• [YOUR GOAL]: All records are to be retyped faithfully and completely.

• [PROVIDED MATERIAL]:
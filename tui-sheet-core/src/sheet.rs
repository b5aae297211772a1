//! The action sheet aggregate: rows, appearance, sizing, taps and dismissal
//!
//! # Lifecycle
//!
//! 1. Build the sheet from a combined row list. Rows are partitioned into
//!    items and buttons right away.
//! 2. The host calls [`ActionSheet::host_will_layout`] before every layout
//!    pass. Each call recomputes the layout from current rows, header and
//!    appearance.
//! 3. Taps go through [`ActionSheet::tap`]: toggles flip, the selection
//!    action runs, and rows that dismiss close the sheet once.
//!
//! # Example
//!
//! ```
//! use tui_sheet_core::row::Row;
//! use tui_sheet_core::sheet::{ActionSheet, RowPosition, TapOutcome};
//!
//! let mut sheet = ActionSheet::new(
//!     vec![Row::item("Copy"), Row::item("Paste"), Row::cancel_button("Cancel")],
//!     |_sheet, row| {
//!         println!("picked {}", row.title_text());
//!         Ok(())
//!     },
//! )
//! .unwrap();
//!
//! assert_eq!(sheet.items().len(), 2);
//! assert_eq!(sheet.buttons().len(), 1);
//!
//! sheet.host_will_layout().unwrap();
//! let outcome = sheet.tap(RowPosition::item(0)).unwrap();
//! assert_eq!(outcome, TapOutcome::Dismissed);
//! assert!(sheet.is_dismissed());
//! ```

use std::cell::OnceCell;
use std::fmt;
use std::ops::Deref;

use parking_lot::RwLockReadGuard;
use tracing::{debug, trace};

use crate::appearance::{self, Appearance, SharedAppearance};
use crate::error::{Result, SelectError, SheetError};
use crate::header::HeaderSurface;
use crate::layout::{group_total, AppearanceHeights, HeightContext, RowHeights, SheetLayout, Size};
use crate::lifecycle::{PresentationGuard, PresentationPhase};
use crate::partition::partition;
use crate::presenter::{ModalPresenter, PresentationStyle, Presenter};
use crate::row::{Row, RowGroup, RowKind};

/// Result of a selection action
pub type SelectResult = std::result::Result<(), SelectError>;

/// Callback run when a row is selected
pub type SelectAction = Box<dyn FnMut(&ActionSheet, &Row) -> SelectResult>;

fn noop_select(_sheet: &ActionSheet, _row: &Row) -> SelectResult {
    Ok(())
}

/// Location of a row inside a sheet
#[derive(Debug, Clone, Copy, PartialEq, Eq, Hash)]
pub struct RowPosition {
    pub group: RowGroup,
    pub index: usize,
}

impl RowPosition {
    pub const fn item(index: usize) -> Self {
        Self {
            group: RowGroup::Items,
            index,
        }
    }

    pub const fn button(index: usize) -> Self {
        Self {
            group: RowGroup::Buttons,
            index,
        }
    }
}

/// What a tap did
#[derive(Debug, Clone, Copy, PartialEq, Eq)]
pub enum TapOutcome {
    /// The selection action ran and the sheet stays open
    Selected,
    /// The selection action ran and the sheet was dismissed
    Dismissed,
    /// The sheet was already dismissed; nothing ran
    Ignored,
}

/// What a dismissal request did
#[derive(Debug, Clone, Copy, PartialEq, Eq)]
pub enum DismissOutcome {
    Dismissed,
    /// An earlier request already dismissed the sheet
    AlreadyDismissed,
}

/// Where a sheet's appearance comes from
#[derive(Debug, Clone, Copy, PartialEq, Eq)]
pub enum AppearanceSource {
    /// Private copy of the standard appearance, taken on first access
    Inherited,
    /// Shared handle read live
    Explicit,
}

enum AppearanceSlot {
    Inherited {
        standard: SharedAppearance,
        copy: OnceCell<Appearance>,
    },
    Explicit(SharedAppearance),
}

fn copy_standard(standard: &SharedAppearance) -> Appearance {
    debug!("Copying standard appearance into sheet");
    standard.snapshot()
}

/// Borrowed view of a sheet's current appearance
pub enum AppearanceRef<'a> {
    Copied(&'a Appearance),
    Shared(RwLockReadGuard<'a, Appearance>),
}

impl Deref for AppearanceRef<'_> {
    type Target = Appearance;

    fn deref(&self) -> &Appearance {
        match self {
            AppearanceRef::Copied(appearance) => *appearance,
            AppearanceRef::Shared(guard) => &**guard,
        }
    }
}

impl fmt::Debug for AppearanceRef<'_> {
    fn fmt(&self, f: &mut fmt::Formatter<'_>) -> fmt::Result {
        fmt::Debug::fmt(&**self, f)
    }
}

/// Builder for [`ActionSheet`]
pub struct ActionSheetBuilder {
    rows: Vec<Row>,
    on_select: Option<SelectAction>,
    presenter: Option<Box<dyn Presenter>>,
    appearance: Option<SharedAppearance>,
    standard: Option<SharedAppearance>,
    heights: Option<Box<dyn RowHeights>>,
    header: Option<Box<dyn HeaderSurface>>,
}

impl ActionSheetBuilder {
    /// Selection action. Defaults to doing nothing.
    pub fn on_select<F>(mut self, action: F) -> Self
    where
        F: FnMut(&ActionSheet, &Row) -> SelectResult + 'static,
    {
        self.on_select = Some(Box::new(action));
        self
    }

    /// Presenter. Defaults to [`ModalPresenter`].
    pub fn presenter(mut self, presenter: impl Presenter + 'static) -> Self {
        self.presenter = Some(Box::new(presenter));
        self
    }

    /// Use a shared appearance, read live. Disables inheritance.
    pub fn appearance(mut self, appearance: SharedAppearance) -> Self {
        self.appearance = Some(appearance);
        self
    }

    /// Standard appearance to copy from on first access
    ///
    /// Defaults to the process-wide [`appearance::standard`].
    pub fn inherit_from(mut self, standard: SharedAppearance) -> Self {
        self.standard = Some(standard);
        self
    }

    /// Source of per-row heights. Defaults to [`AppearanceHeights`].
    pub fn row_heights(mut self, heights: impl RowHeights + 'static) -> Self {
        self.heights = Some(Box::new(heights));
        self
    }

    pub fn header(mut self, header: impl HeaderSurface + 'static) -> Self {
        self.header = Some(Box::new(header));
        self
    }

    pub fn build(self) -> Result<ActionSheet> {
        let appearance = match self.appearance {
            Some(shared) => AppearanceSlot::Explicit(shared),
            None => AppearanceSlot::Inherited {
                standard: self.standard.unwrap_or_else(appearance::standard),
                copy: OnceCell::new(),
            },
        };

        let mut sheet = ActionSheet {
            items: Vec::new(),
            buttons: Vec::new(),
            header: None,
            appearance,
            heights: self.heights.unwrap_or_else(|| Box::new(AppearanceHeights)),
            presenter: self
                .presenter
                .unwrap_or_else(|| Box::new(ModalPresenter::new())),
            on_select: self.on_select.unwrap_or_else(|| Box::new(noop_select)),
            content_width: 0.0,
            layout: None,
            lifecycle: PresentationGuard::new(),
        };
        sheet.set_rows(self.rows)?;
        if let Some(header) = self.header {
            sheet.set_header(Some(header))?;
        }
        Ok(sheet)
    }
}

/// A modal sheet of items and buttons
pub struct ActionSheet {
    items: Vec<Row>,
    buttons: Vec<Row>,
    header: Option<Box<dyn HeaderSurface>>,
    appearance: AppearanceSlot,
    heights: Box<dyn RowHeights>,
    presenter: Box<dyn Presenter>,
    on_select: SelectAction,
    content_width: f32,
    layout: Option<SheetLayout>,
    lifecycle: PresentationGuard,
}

• [SOLUTION]:
filename tui-sheet-core/src/sheet.rs
repository b5aae297211772a1
//! The action sheet aggregate: rows, appearance, sizing, taps and dismissal
//!
//! # Lifecycle
//!
//! 1. Build the sheet from a combined row list. Rows are partitioned into
//!    items and buttons right away.
//! 2. The host calls [`ActionSheet::host_will_layout`] before every layout
//!    pass. Each call recomputes the layout from current rows, header and
//!    appearance.
//! 3. Taps go through [`ActionSheet::tap`]: toggles flip, the selection
//!    action runs, and rows that dismiss close the sheet once.
//!
//! # Example
//!
//! ```
//! use tui_sheet_core::row::Row;
//! use tui_sheet_core::sheet::{ActionSheet, RowPosition, TapOutcome};
//!
//! let mut sheet = ActionSheet::new(
//!     vec![Row::item("Copy"), Row::item("Paste"), Row::cancel_button("Cancel")],
//!     |_sheet, row| {
//!         println!("picked {}", row.title_text());
//!         Ok(())
//!     },
//! )
//! .unwrap();
//!
//! assert_eq!(sheet.items().len(), 2);
//! assert_eq!(sheet.buttons().len(), 1);
//!
//! sheet.host_will_layout().unwrap();
//! let outcome = sheet.tap(RowPosition::item(0)).unwrap();
//! assert_eq!(outcome, TapOutcome::Dismissed);
//! assert!(sheet.is_dismissed());
//! ```

use std::cell::OnceCell;
use std::fmt;
use std::ops::Deref;

use parking_lot::RwLockReadGuard;
use tracing::{debug, trace};

use crate::appearance::{self, Appearance, SharedAppearance};
use crate::error::{Result, SelectError, SheetError};
use crate::header::HeaderSurface;
use crate::layout::{group_total, AppearanceHeights, HeightContext, RowHeights, SheetLayout, Size};
use crate::lifecycle::{PresentationGuard, PresentationPhase};
use crate::partition::partition;
use crate::presenter::{ModalPresenter, PresentationStyle, Presenter};
use crate::row::{Row, RowGroup, RowKind};

/// Result of a selection action
pub type SelectResult = std::result::Result<(), SelectError>;

/// Callback run when a row is selected
pub type SelectAction = Box<dyn FnMut(&ActionSheet, &Row) -> SelectResult>;

fn noop_select(_sheet: &ActionSheet, _row: &Row) -> SelectResult {
    Ok(())
}

/// Location of a row inside a sheet
#[derive(Debug, Clone, Copy, PartialEq, Eq, Hash)]
pub struct RowPosition {
    pub group: RowGroup,
    pub index: usize,
}

impl RowPosition {
    pub const fn item(index: usize) -> Self {
        Self {
            group: RowGroup::Items,
            index,
        }
    }

    pub const fn button(index: usize) -> Self {
        Self {
            group: RowGroup::Buttons,
            index,
        }
    }
}

/// What a tap did
#[derive(Debug, Clone, Copy, PartialEq, Eq)]
pub enum TapOutcome {
    /// The selection action ran and the sheet stays open
    Selected,
    /// The selection action ran and the sheet was dismissed
    Dismissed,
    /// The sheet was already dismissed; nothing ran
    Ignored,
}

/// What a dismissal request did
#[derive(Debug, Clone, Copy, PartialEq, Eq)]
pub enum DismissOutcome {
    Dismissed,
    /// An earlier request already dismissed the sheet
    AlreadyDismissed,
}

/// Where a sheet's appearance comes from
#[derive(Debug, Clone, Copy, PartialEq, Eq)]
pub enum AppearanceSource {
    /// Private copy of the standard appearance, taken on first access
    Inherited,
    /// Shared handle read live
    Explicit,
}

enum AppearanceSlot {
    Inherited {
        standard: SharedAppearance,
        copy: OnceCell<Appearance>,
    },
    Explicit(SharedAppearance),
}

fn copy_standard(standard: &SharedAppearance) -> Appearance {
    debug!("Copying standard appearance into sheet");
    standard.snapshot()
}

/// Borrowed view of a sheet's current appearance
pub enum AppearanceRef<'a> {
    Copied(&'a Appearance),
    Shared(RwLockReadGuard<'a, Appearance>),
}

impl Deref for AppearanceRef<'_> {
    type Target = Appearance;

    fn deref(&self) -> &Appearance {
        match self {
            AppearanceRef::Copied(appearance) => *appearance,
            AppearanceRef::Shared(guard) => &**guard,
        }
    }
}

impl fmt::Debug for AppearanceRef<'_> {
    fn fmt(&self, f: &mut fmt::Formatter<'_>) -> fmt::Result {
        fmt::Debug::fmt(&**self, f)
    }
}

/// Builder for [`ActionSheet`]
pub struct ActionSheetBuilder {
    rows: Vec<Row>,
    on_select: Option<SelectAction>,
    presenter: Option<Box<dyn Presenter>>,
    appearance: Option<SharedAppearance>,
    standard: Option<SharedAppearance>,
    heights: Option<Box<dyn RowHeights>>,
    header: Option<Box<dyn HeaderSurface>>,
}

impl ActionSheetBuilder {
    /// Selection action. Defaults to doing nothing.
    pub fn on_select<F>(mut self, action: F) -> Self
    where
        F: FnMut(&ActionSheet, &Row) -> SelectResult + 'static,
    {
        self.on_select = Some(Box::new(action));
        self
    }

    /// Presenter. Defaults to [`ModalPresenter`].
    pub fn presenter(mut self, presenter: impl Presenter + 'static) -> Self {
        self.presenter = Some(Box::new(presenter));
        self
    }

    /// Use a shared appearance, read live. Disables inheritance.
    pub fn appearance(mut self, appearance: SharedAppearance) -> Self {
        self.appearance = Some(appearance);
        self
    }

    /// Standard appearance to copy from on first access
    ///
    /// Defaults to the process-wide [`appearance::standard`].
    pub fn inherit_from(mut self, standard: SharedAppearance) -> Self {
        self.standard = Some(standard);
        self
    }

    /// Source of per-row heights. Defaults to [`AppearanceHeights`].
    pub fn row_heights(mut self, heights: impl RowHeights + 'static) -> Self {
        self.heights = Some(Box::new(heights));
        self
    }

    pub fn header(mut self, header: impl HeaderSurface + 'static) -> Self {
        self.header = Some(Box::new(header));
        self
    }

    pub fn build(self) -> Result<ActionSheet> {
        let appearance = match self.appearance {
            Some(shared) => AppearanceSlot::Explicit(shared),
            None => AppearanceSlot::Inherited {
                standard: self.standard.unwrap_or_else(appearance::standard),
                copy: OnceCell::new(),
            },
        };

        let mut sheet = ActionSheet {
            items: Vec::new(),
            buttons: Vec::new(),
            header: None,
            appearance,
            heights: self.heights.unwrap_or_else(|| Box::new(AppearanceHeights)),
            presenter: self
                .presenter
                .unwrap_or_else(|| Box::new(ModalPresenter::new())),
            on_select: self.on_select.unwrap_or_else(|| Box::new(noop_select)),
            content_width: 0.0,
            layout: None,
            lifecycle: PresentationGuard::new(),
        };
        sheet.set_rows(self.rows)?;
        if let Some(header) = self.header {
            sheet.set_header(Some(header))?;
        }
        Ok(sheet)
    }
}

/// A modal sheet of items and buttons
pub struct ActionSheet {
    items: Vec<Row>,
    buttons: Vec<Row>,
    header: Option<Box<dyn HeaderSurface>>,
    appearance: AppearanceSlot,
    heights: Box<dyn RowHeights>,
    presenter: Box<dyn Presenter>,
    on_select: SelectAction,
    content_width: f32,
    layout: Option<SheetLayout>,
    lifecycle: PresentationGuard,
}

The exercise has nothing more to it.